-------- Data for review --------
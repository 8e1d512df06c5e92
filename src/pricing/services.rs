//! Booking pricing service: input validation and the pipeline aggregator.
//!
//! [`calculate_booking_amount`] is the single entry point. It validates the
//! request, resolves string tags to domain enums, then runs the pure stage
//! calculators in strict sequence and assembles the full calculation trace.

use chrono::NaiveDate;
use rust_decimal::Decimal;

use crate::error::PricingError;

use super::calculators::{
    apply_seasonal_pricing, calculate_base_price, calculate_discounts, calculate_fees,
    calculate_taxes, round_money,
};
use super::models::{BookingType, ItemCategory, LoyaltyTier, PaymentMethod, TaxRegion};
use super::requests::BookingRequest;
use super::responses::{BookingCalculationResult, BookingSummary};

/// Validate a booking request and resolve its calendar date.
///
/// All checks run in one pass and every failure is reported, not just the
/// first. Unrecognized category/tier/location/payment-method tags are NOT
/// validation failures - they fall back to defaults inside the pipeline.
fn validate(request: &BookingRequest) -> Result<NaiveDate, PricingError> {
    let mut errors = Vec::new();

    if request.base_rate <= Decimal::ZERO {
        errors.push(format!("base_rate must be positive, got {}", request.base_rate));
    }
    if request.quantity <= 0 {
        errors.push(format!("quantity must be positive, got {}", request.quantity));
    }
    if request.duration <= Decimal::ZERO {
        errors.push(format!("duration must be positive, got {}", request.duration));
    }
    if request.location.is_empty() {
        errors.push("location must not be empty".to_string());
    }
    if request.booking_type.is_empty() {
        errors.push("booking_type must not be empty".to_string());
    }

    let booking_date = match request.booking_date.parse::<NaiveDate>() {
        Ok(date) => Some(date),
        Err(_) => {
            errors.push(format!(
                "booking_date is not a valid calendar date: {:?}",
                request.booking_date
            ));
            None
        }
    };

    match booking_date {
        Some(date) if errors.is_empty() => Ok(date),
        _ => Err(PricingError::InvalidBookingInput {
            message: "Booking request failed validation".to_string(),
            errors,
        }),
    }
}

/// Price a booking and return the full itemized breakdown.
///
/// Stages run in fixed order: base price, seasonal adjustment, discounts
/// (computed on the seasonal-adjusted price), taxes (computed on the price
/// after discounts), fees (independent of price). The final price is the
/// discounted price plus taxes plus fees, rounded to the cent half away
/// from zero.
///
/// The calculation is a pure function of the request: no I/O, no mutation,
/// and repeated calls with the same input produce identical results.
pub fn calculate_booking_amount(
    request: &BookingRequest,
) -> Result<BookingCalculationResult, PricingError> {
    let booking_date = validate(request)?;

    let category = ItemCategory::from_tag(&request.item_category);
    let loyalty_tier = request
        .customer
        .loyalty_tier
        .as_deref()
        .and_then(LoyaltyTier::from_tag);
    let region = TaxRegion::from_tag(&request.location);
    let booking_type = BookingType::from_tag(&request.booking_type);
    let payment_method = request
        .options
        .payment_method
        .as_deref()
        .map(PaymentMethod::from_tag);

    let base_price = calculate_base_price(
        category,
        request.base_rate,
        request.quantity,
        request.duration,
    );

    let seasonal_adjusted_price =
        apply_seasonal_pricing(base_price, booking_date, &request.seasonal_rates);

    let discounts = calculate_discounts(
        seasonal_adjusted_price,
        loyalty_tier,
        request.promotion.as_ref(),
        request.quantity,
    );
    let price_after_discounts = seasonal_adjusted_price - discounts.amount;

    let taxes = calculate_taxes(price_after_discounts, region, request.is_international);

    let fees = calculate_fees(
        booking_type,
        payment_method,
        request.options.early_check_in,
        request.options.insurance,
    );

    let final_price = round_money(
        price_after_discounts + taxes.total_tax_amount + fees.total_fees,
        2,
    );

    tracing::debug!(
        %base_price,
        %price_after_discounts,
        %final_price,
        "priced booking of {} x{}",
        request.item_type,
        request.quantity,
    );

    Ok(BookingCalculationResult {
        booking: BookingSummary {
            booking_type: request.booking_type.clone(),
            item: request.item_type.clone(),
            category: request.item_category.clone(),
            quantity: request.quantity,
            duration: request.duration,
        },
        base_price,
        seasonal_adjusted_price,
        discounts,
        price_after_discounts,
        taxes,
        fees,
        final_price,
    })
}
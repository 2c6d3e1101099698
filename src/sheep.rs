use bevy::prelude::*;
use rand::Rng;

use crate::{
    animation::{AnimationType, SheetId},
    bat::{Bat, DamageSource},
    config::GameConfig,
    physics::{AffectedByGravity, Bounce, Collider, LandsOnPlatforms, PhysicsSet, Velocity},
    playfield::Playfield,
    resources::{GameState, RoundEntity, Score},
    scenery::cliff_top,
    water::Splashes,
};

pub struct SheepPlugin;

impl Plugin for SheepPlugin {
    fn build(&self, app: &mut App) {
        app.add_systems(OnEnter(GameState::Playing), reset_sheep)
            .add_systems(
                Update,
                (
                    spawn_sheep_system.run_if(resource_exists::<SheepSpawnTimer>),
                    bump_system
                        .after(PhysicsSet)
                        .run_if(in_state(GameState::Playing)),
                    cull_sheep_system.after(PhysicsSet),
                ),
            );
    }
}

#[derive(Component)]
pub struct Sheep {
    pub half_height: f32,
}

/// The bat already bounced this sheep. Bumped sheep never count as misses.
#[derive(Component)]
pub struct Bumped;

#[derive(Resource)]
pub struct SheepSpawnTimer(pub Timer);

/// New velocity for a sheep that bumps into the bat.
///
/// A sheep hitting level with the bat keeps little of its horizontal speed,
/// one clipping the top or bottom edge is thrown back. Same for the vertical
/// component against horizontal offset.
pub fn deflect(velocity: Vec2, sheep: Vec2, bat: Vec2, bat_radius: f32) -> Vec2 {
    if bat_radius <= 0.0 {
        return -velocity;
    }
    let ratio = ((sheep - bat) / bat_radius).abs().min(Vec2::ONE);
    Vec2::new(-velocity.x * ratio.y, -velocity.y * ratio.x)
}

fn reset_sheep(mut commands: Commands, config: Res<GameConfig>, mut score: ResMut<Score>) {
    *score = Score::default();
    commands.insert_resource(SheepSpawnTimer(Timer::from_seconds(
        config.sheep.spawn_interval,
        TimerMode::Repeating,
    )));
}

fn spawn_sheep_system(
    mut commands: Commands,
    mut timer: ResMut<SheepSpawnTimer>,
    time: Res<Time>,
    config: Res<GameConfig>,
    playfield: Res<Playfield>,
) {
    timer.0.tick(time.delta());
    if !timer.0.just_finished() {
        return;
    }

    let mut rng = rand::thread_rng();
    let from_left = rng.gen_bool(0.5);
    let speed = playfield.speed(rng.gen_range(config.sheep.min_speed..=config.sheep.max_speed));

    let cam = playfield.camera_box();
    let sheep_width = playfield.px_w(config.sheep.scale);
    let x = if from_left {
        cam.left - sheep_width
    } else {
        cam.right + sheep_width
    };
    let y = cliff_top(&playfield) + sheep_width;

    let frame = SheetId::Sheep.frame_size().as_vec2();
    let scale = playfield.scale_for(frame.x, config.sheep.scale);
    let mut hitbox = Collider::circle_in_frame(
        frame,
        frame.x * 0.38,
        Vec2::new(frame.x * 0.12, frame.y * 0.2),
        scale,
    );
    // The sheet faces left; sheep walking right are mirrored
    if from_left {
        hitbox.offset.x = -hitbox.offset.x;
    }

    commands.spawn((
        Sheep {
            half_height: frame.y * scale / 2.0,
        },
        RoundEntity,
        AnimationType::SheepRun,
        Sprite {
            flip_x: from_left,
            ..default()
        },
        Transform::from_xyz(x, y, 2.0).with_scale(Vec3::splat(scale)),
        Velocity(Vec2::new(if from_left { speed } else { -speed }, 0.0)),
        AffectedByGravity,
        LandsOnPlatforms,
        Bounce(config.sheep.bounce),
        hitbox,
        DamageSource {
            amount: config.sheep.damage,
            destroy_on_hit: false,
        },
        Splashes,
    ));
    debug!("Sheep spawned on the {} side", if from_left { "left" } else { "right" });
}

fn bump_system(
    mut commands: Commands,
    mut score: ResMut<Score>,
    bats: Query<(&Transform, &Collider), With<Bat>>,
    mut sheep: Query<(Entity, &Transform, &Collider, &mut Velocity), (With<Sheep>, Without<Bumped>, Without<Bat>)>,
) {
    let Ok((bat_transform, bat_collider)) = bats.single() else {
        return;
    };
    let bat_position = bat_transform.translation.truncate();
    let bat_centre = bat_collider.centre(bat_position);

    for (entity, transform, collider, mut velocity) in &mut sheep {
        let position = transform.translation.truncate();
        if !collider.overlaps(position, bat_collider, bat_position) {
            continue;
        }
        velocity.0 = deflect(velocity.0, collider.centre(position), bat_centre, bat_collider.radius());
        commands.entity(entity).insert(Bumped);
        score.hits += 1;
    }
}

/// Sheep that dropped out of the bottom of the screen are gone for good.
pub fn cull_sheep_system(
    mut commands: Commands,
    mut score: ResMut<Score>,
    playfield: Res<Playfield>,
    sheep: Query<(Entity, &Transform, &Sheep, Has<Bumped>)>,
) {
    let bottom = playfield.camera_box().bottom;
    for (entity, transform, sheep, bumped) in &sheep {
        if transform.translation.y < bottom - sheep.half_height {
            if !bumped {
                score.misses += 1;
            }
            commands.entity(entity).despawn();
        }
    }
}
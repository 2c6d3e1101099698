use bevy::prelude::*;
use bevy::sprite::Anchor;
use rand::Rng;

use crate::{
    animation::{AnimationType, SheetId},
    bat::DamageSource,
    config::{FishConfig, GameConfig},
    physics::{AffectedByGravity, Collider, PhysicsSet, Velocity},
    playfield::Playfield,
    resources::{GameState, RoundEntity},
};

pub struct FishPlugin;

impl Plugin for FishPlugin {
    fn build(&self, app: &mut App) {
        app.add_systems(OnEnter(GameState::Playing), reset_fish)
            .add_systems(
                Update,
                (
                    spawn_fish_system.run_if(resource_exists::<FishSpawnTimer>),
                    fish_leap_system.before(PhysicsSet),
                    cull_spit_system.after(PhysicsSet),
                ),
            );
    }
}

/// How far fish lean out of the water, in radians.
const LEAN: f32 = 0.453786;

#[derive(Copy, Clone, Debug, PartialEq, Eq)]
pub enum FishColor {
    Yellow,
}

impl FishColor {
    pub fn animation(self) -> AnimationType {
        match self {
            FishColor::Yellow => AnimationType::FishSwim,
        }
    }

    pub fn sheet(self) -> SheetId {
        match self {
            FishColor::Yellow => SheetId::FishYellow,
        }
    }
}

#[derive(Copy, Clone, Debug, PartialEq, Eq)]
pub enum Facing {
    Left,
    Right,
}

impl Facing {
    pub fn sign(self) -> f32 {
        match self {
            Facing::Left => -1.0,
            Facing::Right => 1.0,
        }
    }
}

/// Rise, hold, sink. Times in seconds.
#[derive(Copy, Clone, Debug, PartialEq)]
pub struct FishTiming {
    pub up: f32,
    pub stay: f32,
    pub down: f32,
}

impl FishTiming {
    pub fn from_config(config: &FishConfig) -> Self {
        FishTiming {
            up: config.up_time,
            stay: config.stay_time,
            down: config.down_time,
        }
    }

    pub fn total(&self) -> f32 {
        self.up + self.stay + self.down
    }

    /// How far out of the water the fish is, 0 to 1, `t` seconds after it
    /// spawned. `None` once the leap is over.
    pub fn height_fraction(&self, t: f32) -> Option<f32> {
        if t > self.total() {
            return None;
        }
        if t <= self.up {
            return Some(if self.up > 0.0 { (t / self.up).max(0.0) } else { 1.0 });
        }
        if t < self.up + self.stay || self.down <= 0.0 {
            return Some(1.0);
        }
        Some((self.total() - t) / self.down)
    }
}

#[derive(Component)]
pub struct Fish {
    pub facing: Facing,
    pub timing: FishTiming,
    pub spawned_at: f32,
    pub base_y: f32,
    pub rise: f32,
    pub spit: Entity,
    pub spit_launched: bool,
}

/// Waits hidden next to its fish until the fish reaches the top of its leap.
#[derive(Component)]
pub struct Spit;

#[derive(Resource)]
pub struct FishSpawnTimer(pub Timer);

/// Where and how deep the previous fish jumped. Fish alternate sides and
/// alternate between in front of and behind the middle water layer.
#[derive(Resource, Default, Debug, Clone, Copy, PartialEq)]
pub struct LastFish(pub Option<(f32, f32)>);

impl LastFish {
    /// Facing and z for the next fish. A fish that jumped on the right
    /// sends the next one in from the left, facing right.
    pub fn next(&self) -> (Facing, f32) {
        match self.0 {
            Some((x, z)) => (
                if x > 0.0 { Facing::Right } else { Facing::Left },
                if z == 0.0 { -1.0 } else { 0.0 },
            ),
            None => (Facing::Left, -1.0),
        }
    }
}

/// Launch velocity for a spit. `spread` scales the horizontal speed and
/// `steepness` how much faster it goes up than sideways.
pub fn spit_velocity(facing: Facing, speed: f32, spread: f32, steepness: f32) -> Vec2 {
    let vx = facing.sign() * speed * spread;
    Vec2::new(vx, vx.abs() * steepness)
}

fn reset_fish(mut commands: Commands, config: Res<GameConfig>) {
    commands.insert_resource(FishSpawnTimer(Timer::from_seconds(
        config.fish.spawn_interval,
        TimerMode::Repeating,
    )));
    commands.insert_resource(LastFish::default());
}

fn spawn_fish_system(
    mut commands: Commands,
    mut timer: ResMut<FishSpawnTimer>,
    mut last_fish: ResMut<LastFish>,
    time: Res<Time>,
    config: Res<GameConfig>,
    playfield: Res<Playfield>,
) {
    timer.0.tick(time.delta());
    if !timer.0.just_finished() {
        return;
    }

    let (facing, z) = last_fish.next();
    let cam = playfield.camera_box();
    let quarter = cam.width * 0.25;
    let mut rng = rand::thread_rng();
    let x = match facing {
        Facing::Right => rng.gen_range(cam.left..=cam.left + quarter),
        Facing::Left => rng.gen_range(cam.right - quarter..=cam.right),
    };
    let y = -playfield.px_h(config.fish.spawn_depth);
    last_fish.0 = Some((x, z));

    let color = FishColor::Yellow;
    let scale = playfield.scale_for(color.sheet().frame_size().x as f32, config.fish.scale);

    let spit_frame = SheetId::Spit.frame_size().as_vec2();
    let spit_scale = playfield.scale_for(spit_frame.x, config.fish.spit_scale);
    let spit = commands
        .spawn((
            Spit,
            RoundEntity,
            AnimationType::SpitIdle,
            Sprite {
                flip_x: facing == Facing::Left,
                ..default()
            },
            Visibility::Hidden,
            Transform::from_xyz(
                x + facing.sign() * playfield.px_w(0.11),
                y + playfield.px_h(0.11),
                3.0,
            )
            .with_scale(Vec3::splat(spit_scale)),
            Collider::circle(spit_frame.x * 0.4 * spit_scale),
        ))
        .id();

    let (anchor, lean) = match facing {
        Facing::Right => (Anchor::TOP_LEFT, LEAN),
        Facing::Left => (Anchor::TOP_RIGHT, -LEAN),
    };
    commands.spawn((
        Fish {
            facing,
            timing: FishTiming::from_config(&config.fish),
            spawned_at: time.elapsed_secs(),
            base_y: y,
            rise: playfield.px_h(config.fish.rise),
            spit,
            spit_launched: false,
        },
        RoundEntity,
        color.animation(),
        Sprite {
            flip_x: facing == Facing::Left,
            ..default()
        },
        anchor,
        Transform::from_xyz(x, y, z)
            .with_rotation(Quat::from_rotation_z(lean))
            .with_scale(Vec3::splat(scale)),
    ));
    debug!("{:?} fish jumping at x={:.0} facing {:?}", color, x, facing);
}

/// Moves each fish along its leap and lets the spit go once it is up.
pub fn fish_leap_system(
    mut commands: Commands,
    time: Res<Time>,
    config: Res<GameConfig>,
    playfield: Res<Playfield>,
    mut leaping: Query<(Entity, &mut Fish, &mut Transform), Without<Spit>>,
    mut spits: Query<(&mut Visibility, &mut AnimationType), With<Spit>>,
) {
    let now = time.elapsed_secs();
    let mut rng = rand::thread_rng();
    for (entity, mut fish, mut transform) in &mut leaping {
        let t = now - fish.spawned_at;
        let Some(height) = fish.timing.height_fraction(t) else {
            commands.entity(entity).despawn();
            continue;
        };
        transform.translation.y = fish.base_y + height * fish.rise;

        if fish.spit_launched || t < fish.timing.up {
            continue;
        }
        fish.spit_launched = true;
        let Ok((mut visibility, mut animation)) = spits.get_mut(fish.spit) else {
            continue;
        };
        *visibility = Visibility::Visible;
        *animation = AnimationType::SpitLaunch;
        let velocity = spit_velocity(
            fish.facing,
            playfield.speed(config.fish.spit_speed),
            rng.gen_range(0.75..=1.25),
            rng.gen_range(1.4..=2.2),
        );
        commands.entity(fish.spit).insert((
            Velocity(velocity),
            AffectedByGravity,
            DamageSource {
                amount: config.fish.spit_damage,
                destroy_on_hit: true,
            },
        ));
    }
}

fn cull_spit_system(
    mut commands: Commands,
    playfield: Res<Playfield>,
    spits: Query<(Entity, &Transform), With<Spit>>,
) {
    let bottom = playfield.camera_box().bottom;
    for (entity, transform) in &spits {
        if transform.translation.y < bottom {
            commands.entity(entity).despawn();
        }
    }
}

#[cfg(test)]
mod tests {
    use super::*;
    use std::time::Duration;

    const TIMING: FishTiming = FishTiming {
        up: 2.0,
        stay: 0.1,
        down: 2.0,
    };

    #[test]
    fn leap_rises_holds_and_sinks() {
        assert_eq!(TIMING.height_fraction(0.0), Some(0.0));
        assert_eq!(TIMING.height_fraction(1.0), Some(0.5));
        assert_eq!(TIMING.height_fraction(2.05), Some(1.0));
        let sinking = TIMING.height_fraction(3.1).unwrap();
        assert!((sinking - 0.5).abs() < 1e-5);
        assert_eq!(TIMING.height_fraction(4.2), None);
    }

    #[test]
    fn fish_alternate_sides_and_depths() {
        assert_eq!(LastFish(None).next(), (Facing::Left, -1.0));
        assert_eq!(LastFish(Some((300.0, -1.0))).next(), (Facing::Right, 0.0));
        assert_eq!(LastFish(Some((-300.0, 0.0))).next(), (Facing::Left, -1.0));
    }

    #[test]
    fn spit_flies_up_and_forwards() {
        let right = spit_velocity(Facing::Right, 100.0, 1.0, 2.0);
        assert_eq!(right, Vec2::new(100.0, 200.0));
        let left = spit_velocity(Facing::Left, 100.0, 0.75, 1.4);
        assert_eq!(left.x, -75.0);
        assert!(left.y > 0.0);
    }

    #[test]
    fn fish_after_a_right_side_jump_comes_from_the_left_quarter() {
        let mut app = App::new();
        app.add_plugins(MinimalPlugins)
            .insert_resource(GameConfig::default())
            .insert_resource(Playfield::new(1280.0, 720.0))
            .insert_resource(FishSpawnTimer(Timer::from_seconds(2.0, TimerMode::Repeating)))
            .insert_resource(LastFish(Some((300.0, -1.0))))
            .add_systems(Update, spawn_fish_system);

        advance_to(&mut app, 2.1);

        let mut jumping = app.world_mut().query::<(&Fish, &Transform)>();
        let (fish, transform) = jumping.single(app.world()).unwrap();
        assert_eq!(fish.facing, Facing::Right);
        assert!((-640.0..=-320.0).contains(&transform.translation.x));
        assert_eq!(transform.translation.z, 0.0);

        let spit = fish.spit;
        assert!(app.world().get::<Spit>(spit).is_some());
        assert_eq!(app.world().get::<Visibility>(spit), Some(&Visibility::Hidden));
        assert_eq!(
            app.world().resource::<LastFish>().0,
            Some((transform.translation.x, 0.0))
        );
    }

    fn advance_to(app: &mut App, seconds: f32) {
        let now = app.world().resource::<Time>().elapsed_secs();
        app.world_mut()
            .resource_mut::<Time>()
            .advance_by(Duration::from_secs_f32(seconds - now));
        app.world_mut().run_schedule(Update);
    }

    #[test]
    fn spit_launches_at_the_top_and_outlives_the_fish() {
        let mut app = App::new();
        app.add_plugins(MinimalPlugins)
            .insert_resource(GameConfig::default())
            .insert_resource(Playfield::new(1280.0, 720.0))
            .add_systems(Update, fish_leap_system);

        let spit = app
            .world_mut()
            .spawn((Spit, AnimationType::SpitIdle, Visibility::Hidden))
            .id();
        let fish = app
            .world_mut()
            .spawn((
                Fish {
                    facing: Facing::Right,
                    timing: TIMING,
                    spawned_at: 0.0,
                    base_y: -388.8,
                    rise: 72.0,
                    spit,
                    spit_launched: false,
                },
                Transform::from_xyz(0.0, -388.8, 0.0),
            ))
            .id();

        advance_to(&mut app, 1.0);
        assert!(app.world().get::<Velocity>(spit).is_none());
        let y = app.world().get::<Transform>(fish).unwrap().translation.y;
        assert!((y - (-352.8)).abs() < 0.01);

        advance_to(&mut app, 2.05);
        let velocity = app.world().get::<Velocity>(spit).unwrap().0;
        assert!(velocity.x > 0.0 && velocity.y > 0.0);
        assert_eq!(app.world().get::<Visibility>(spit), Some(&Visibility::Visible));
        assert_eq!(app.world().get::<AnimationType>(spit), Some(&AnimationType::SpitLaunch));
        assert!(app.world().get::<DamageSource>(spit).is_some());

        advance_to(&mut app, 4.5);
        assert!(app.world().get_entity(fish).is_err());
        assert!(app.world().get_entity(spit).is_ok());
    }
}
--------
Copy out, from the listing above, every line that contains the string "centre".

Response to the exercise:
    let bat_centre = bat_collider.centre(bat_position);
        velocity.0 = deflect(velocity.0, collider.centre(position), bat_centre, bat_collider.radius());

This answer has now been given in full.